Source records:
*** Begin section ***

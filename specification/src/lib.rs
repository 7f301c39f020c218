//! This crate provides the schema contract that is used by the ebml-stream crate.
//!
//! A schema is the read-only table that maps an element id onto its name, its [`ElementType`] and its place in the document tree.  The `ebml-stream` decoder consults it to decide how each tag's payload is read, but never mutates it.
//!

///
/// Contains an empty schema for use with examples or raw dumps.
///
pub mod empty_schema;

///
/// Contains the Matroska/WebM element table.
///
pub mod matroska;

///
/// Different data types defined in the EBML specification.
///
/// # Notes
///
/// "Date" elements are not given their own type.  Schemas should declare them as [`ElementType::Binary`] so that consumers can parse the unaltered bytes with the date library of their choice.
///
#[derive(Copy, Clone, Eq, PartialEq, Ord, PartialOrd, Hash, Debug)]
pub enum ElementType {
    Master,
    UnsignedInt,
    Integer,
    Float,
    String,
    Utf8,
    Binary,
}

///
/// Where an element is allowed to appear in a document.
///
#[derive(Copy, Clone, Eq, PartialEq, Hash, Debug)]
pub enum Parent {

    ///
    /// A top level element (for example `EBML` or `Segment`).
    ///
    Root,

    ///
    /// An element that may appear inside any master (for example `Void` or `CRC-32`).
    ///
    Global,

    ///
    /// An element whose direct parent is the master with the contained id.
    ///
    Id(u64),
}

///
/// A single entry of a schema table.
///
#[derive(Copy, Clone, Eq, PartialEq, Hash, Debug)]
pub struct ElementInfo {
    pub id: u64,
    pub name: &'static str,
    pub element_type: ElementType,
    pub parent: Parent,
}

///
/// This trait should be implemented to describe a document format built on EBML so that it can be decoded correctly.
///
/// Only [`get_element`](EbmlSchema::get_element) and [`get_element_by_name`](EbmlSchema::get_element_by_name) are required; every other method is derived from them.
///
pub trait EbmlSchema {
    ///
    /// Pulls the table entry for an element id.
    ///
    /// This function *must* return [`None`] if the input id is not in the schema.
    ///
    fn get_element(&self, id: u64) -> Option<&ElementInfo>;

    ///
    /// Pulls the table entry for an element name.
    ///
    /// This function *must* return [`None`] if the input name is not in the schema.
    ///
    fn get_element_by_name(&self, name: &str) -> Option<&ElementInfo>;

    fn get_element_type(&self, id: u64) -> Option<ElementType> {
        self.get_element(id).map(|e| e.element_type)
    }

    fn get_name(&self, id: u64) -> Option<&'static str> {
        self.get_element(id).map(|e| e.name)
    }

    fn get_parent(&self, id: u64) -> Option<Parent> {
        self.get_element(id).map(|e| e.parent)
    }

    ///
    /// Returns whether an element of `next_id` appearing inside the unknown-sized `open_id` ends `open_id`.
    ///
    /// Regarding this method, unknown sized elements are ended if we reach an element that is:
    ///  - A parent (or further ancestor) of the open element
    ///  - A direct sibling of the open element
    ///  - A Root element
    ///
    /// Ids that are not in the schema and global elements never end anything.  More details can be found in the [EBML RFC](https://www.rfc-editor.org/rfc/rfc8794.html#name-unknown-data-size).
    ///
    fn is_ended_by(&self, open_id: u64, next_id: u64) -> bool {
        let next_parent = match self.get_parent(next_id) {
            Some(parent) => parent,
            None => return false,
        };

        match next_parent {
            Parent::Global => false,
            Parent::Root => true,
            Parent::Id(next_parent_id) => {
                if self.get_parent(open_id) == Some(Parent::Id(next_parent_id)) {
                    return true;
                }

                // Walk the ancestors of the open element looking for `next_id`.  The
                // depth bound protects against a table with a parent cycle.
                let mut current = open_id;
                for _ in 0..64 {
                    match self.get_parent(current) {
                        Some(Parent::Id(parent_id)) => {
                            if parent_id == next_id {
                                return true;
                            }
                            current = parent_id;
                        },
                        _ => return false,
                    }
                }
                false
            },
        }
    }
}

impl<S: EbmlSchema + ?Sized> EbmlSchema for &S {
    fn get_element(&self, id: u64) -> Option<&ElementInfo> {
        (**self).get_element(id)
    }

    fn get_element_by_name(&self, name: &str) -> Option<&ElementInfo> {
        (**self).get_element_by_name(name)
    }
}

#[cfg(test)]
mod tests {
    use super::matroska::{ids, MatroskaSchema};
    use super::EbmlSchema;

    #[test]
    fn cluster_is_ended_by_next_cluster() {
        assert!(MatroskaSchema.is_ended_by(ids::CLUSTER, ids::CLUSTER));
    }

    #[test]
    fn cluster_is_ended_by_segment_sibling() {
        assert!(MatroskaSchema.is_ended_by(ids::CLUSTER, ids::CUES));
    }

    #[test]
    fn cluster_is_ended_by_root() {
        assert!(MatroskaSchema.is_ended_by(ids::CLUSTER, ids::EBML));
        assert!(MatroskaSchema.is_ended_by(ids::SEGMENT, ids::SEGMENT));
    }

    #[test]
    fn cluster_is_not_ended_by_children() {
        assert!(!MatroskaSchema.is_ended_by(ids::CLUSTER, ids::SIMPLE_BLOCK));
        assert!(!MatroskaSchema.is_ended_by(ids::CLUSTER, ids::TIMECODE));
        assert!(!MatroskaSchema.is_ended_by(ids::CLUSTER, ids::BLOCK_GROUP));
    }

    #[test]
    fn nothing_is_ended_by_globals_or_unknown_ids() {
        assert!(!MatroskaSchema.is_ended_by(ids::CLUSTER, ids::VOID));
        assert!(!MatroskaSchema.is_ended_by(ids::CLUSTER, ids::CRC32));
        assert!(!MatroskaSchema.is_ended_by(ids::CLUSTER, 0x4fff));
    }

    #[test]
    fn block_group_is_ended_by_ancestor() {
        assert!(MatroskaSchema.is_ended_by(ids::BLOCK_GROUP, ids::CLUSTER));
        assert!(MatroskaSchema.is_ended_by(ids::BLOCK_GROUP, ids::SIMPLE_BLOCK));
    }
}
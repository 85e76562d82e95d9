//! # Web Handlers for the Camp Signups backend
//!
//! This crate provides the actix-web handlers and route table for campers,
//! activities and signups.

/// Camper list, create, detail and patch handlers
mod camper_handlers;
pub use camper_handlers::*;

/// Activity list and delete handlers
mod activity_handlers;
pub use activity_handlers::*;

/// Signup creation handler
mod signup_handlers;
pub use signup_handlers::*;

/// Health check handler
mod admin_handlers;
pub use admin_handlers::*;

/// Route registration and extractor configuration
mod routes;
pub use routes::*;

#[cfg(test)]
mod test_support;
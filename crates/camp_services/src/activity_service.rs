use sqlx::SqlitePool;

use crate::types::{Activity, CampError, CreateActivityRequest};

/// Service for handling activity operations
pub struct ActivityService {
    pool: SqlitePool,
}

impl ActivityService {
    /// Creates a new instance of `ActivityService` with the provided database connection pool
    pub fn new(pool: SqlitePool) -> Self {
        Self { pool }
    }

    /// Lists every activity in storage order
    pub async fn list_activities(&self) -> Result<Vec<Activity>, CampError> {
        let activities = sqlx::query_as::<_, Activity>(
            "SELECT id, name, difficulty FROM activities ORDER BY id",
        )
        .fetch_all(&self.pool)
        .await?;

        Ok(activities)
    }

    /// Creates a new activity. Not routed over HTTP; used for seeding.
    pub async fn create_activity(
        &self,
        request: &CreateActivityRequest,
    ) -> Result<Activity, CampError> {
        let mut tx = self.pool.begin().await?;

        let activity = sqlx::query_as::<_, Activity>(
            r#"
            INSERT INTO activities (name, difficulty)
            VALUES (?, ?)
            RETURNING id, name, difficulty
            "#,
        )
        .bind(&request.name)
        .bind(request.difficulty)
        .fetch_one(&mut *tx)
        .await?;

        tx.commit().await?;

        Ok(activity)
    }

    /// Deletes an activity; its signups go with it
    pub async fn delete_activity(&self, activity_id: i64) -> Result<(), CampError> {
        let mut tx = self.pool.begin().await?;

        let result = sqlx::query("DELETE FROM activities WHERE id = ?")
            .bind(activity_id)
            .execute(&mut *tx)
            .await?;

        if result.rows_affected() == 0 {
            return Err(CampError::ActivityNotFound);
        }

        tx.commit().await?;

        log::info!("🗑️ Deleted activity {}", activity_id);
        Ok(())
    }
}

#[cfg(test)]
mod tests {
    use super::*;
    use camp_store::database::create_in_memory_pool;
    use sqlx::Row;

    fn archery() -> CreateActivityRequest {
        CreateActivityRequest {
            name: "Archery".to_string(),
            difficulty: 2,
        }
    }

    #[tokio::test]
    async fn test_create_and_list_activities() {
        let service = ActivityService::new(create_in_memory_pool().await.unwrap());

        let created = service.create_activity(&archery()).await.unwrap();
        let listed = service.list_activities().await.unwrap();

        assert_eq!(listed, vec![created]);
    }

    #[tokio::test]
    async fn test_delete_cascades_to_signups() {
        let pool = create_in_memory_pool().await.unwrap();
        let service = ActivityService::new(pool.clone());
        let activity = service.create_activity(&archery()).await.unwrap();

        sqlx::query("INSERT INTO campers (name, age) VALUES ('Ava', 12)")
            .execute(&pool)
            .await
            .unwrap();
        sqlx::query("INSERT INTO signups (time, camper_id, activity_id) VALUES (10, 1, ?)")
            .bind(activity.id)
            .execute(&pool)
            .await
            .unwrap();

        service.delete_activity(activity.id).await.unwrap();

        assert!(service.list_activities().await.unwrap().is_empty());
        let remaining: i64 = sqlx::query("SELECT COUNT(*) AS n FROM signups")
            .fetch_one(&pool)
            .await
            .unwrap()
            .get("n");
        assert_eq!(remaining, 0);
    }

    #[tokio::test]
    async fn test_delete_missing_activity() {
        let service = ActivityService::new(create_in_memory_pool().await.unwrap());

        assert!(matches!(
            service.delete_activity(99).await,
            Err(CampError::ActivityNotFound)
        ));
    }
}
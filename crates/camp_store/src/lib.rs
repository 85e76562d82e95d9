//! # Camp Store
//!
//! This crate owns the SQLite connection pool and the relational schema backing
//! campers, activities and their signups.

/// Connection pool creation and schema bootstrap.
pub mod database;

*** End section ***

### Task directions
Which lines above carry the string "must"? Copy those lines.

### Answer box
    /// This function *must* return [`None`] if the input id is not in the schema.
    /// This function *must* return [`None`] if the input name is not in the schema.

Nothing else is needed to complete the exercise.